One of the most persistent beliefs in the horse world is that cribbing is contagious, that a cribbing horse will teach the behavior to its stablemates. Research has not supported this. No study has demonstrated that horses learn to crib by watching other horses do it.
What can happen is something called social facilitation. If a horse already has a genetic or physiological predisposition toward cribbing but hasn’t started, being housed near a cribbing horse might “release” that latent tendency. But a horse without the underlying predisposition won’t pick it up simply from observation. Isolating or removing cribbing horses from a barn to protect other horses isn’t supported by the evidence.
Managing and Reducing Cribbing
Because cribbing becomes deeply ingrained once established, the most effective approach is prevention through management that aligns with how horses naturally live. That means maximizing forage availability (ideally free-choice hay or pasture), minimizing grain-based concentrates, and providing as much turnout and social contact as possible. For young horses especially, addressing stomach acidity through diet has shown promise in reducing the behavior before it becomes a fixed habit.

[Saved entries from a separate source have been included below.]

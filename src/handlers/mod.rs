// Two tiers: public routes need no credential, protected routes sit behind
// `middleware::require_identity` and receive the caller's `Identity`.
pub mod protected;
pub mod public;
pub mod auth;
pub mod json;
pub mod response;

pub use auth::require_identity;
pub use json::ApiJson;
pub use response::{ApiResponse, ApiResult};
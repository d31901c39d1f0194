// Every handler here expects an `Identity` extension set by the auth layer
pub mod blogs;
pub mod users;

pub use blogs::*;
pub use users::me as user_me;
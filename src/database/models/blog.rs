use chrono::{DateTime, Utc};
use serde::{Deserialize, Serialize};
use sqlx::FromRow;
use uuid::Uuid;

/// A stored blog record. `user_id` is the owning identity and is never
/// changed after insert.
#[derive(Debug, Clone, PartialEq, Serialize, Deserialize, FromRow)]
pub struct Blog {
    pub id: i64,
    pub user_id: Uuid,
    pub title: String,
    pub caption: String,
    pub url: String,
    pub time_minutes: i32,
    pub created_at: DateTime<Utc>,
}

/// Client-writable fields of a new record, all present and validated.
#[derive(Debug, Clone, PartialEq, Eq)]
pub struct NewBlog {
    pub title: String,
    pub caption: String,
    pub url: String,
    pub time_minutes: i32,
}

/// Field changes for an update. `None` leaves the stored value untouched.
#[derive(Debug, Clone, Default, PartialEq, Eq)]
pub struct BlogChanges {
    pub title: Option<String>,
    pub caption: Option<String>,
    pub url: Option<String>,
    pub time_minutes: Option<i32>,
}

impl BlogChanges {
    pub fn is_empty(&self) -> bool {
        self.title.is_none() && self.caption.is_none() && self.url.is_none() && self.time_minutes.is_none()
    }

    /// Applies the changes in place.
    pub fn apply_to(&self, blog: &mut Blog) {
        if let Some(title) = &self.title {
            blog.title = title.clone();
        }
        if let Some(caption) = &self.caption {
            blog.caption = caption.clone();
        }
        if let Some(url) = &self.url {
            blog.url = url.clone();
        }
        if let Some(minutes) = self.time_minutes {
            blog.time_minutes = minutes;
        }
    }
}

#[cfg(test)]
mod tests {
    use super::*;

    fn sample() -> Blog {
        Blog {
            id: 1,
            user_id: Uuid::new_v4(),
            title: "Blog Title".into(),
            caption: "Blog caption".into(),
            url: "http://image.png".into(),
            time_minutes: 5,
            created_at: Utc::now(),
        }
    }

    #[test]
    fn apply_changes_only_touches_present_fields() {
        let mut blog = sample();
        let before = blog.clone();
        let changes = BlogChanges {
            title: Some("New blog title".into()),
            ..Default::default()
        };
        changes.apply_to(&mut blog);

        assert_eq!(blog.title, "New blog title");
        assert_eq!(blog.url, before.url);
        assert_eq!(blog.caption, before.caption);
        assert_eq!(blog.time_minutes, before.time_minutes);
        assert_eq!(blog.user_id, before.user_id);
    }

    #[test]
    fn empty_changes() {
        assert!(BlogChanges::default().is_empty());
        assert!(!BlogChanges { time_minutes: Some(0), ..Default::default() }.is_empty());
    }
}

For horses that already crib, the most common intervention is a cribbing collar. These are straps worn around the throatlatch that apply pressure when the horse flexes its neck to crib, making the action uncomfortable. A study testing two types of anti-crib collars, a muzzle, and surgically implanted gingival rings found that all devices significantly reduced cribbing compared to control periods. Importantly, the researchers did not find evidence of significant distress from the collars, and there was no “rebound effect” where horses cribbed more intensely once the device was removed.
Surgical rings, which are small metal implants placed in the gums to make grasping painful, worked only temporarily and caused pain during implantation. They’re generally considered a less humane option.
Modifying the environment can also help. Removing or covering graspable surfaces (electric fencing instead of wood rails, smooth metal stall guards) reduces opportunities without requiring a collar. Some owners coat fence rails with bitter-tasting products, though determined cribbers usually work around these.
No approach eliminates cribbing entirely in a confirmed cribber. The goal is usually reduction, paired with management changes that address the underlying dietary and environmental factors. Horses that get more turnout, more forage, and less confinement typically crib less frequently, even if they don’t stop altogether.